As I said, it is up to the NPL clubs(you know the ones) to prove that it could be successful or at least not a failure. If they are unwilling to even test the waters without promotion as a carrot, why should anyone else believe it would work with it. all this sooking on the sidelines will not convince the A-league clubs they should care. They are self-interested and rightly so. If a potential promotion is the only thing which entices fans to come and watch, then the league would be already dead on arrival. Not every club will be in the race for promotion every year after all.
That's right the old NSL and current NPL clubs would want to care to get onto a bigger stage, rather than be forced onto it.

Take South Melbourne - thru their junior development they produced 43 Socceroos, I believe was the figure that they bandied around 3 or 4 years ago when they said they wanted to get back into the national competition.

Clubs like South Melbourne would have to drive the national Div 2 league push, not the FFA, and the A League clubs are going to be against it.

Forcing community owned clubs to pay millions of dollars up front for a licence like in the A League would be foolish for Div 2. Sure some sort of annual marketing and admin fee for head office would make sense.

Look at the problems that caused for Brisbane and West Coast when at the last minute to get Fitzroy over the line, it went from a licence fee of $4m paid over 10 years to 30 days upfront. That was a disaster.
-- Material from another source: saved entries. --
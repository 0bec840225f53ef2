use serde::Deserialize;

/// Token identity as reported by the trade feed
#[derive(Debug, Clone, Default, PartialEq, Deserialize)]
pub struct CurrencyInfo {
    #[serde(default)]
    pub address: String,
    #[serde(default)]
    pub symbol: String,
    #[serde(default)]
    pub name: String,
}

/// One row from the trade feed. In pair-discovery mode a row aggregates a
/// trading pair; in transaction mode a row is a single trade, with block time
/// and transaction hash populated.
#[derive(Debug, Clone, Default, PartialEq, Deserialize)]
#[serde(rename_all = "camelCase")]
pub struct DexTrade {
    /// Number of trades aggregated into this row
    #[serde(default)]
    pub count: Option<u64>,
    /// Trade volume in USD
    #[serde(default)]
    pub trade_amount: Option<f64>,
    #[serde(default)]
    pub base_currency: CurrencyInfo,
    #[serde(default)]
    pub quote_currency: CurrencyInfo,
    #[serde(default)]
    pub quote_price: Option<f64>,
    #[serde(default)]
    pub block: Option<BlockInfo>,
    #[serde(default)]
    pub transaction: Option<TransactionInfo>,
}

#[derive(Debug, Clone, PartialEq, Deserialize)]
pub struct BlockInfo {
    pub timestamp: BlockTimestamp,
}

#[derive(Debug, Clone, PartialEq, Deserialize)]
pub struct BlockTimestamp {
    pub time: String,
}

#[derive(Debug, Clone, PartialEq, Deserialize)]
pub struct TransactionInfo {
    pub hash: String,
}

/// One page of rows from the trade feed
#[derive(Debug, Clone, Default, PartialEq)]
pub struct TradePage {
    pub trades: Vec<DexTrade>,
}

impl TradePage {
    pub fn len(&self) -> usize {
        self.trades.len()
    }

    pub fn is_empty(&self) -> bool {
        self.trades.is_empty()
    }
}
Similar case with the $6.5m licence issued to Doc Edelsten, when he was broke, and it was a small WA mining company Westeq Ltd who put up the monies and later Sportsplay/Powerplay public company group ran the swans.

That's why Adelaide, Freo and Port got 10 years to pay their licence fees, and GC and GWS were freebies.
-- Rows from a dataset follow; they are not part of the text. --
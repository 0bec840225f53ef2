use std::sync::Arc;
use std::time::Duration;

use explorer_core::types::{Protocol, TradePage, TradeQuery, TradeRequest};
use explorer_core::TradesSource;
use tokio::sync::{mpsc, watch};
use tokio::time::{self, Instant};
use tracing::{debug, info, warn};

use crate::config::CoordinatorConfig;
use crate::notify::{NotificationKind, Notifier};

/// State-changing inputs accepted from the presentation layer
#[derive(Debug, Clone)]
enum Command {
    SetProtocol(Protocol),
    SetBaseCurrency(String),
    SetQuoteCurrency(String),
    ChangePage(i32),
}

/// Outcome of one spawned fetch, tagged with the request snapshot it used
struct Settled {
    request: TradeRequest,
    outcome: explorer_core::Result<TradePage>,
}

/// Observable coordinator state. Cloned out through a watch channel so the
/// presentation layer never holds a reference into the actor's own state.
#[derive(Debug, Clone)]
pub struct CoordinatorState {
    pub query: TradeQuery,
    pub loading: bool,
    pub pair_results: Option<TradePage>,
    pub transaction_results: Option<TradePage>,
}

impl CoordinatorState {
    /// True while no base currency is set and the pair list is the active
    /// view
    pub fn is_pair_discovery(&self) -> bool {
        self.query.base_currency.is_empty()
    }
}

/// Handle for feeding events into the coordinator and observing its state
#[derive(Clone)]
pub struct CoordinatorHandle {
    commands: mpsc::Sender<Command>,
    state: watch::Receiver<CoordinatorState>,
}

impl CoordinatorHandle {
    /// Replace the protocol, clearing both currency filters
    pub async fn set_protocol(&self, protocol: Protocol) {
        self.send(Command::SetProtocol(protocol)).await;
    }

    /// Set the base currency; an empty address returns to pair discovery
    pub async fn set_base_currency(&self, address: impl Into<String>) {
        self.send(Command::SetBaseCurrency(address.into())).await;
    }

    /// Set the quote currency for the transaction view
    pub async fn set_quote_currency(&self, address: impl Into<String>) {
        self.send(Command::SetQuoteCurrency(address.into())).await;
    }

    /// Move `delta` pages forward or back, clamped at page 1
    pub async fn change_page(&self, delta: i32) {
        self.send(Command::ChangePage(delta)).await;
    }

    /// Subscribe to state snapshots; the receiver wakes on every change
    pub fn subscribe(&self) -> watch::Receiver<CoordinatorState> {
        self.state.clone()
    }

    /// Read the latest published state
    pub fn state(&self) -> CoordinatorState {
        self.state.borrow().clone()
    }

    async fn send(&self, command: Command) {
        if self.commands.send(command).await.is_err() {
            debug!("Coordinator stopped, dropping command");
        }
    }
}

/// Debounce-and-fetch coordinator.
///
/// Owns the current query and both result slots. Every state-changing
/// command re-arms a single deadline; when the quiet period elapses the
/// coordinator snapshots the query into a request, marks itself loading and
/// spawns the fetch. A settled fetch routes its page by the snapshot's base
/// currency (pair slot when empty, transaction slot otherwise), or emits one
/// error notification, and clears the loading flag either way.
pub struct QueryCoordinator {
    source: Arc<dyn TradesSource>,
    notifier: Arc<dyn Notifier>,
    quiet_period: Duration,
    commands: mpsc::Receiver<Command>,
    settled_tx: mpsc::Sender<Settled>,
    settled_rx: mpsc::Receiver<Settled>,
    state: CoordinatorState,
    state_tx: watch::Sender<CoordinatorState>,
}

impl QueryCoordinator {
    /// Spawn the coordinator task and return its handle. The debounce
    /// deadline starts armed so the first page loads without user input.
    pub fn spawn(
        config: CoordinatorConfig,
        source: Arc<dyn TradesSource>,
        notifier: Arc<dyn Notifier>,
    ) -> CoordinatorHandle {
        let (command_tx, command_rx) = mpsc::channel(64);
        let (settled_tx, settled_rx) = mpsc::channel(16);

        let state = CoordinatorState {
            query: TradeQuery::new(config.per_page),
            loading: false,
            pair_results: None,
            transaction_results: None,
        };
        let (state_tx, state_rx) = watch::channel(state.clone());

        let coordinator = Self {
            source,
            notifier,
            quiet_period: Duration::from_millis(config.debounce_ms),
            commands: command_rx,
            settled_tx,
            settled_rx,
            state,
            state_tx,
        };
        tokio::spawn(coordinator.run());

        CoordinatorHandle {
            commands: command_tx,
            state: state_rx,
        }
    }

    async fn run(mut self) {
        // Armed at startup: the initial query fetches after one quiet period
        let mut deadline = Some(Instant::now() + self.quiet_period);

        loop {
            tokio::select! {
                command = self.commands.recv() => match command {
                    Some(command) => {
                        self.apply(command);
                        deadline = Some(Instant::now() + self.quiet_period);
                        self.publish();
                    }
                    None => break,
                },

                Some(settled) = self.settled_rx.recv() => {
                    self.settle(settled);
                    self.publish();
                }

                _ = time::sleep_until(deadline.unwrap_or_else(Instant::now)), if deadline.is_some() => {
                    deadline = None;
                    self.dispatch_fetch();
                    self.publish();
                }
            }
        }
    }

    fn apply(&mut self, command: Command) {
        let query = &mut self.state.query;
        match command {
            Command::SetProtocol(protocol) => query.set_protocol(protocol),
            Command::SetBaseCurrency(address) => query.set_base_currency(address),
            Command::SetQuoteCurrency(address) => query.set_quote_currency(address),
            Command::ChangePage(delta) => query.change_page(delta),
        }
    }

    /// Snapshot the current query and launch the fetch for it.
    ///
    /// Fetches are fire-and-forget: nothing cancels or sequence-checks them,
    /// so a slow response from a superseded request can still land in a slot
    /// after a newer response, and it clears the loading flag when it
    /// settles.
    fn dispatch_fetch(&mut self) {
        let request = self.state.query.to_request();
        self.state.loading = true;

        info!(
            protocol = request.protocol.as_filter(),
            page = self.state.query.pagination.page,
            offset = request.offset,
            pair_discovery = request.is_pair_discovery(),
            "Dispatching trade fetch"
        );

        let source = self.source.clone();
        let settled_tx = self.settled_tx.clone();
        tokio::spawn(async move {
            let outcome = source.fetch_trades(&request).await;
            if settled_tx.send(Settled { request, outcome }).await.is_err() {
                debug!("Coordinator stopped before fetch settled");
            }
        });
    }

    fn settle(&mut self, settled: Settled) {
        self.state.loading = false;

        match settled.outcome {
            Ok(page) => {
                debug!(
                    rows = page.len(),
                    pair_discovery = settled.request.is_pair_discovery(),
                    "Trade fetch settled"
                );
                if settled.request.is_pair_discovery() {
                    self.state.pair_results = Some(page);
                } else {
                    self.state.transaction_results = Some(page);
                }
            }
            Err(e) => {
                warn!(error = %e, "Trade fetch failed");
                self.notifier.notify(
                    NotificationKind::Error,
                    "Something went wrong",
                    "Please check your internet connection.",
                );
            }
        }
    }

    fn publish(&self) {
        let _ = self.state_tx.send(self.state.clone());
    }
}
In England, The Football Association is separate from the company that runs the Premier League and separate again is the English Football League that runs the EFL Championship, EFL League One and EFL League Two.

Would be no different here with FFA is the custodial organisation, the A League would run its competition and a Div 2 league would run its comp with the FFA helping set it up and use its connections with airlines,hotels, insurance, companies etc to get better deals up front, but once set up, it would be hands off management.

The model for a national Div 2 league has to be completely different to the A League. It has to be based around community clubs, let the clubs that built the game have an opportunity to get back on the national stage that they keep talking about wanting to get back on.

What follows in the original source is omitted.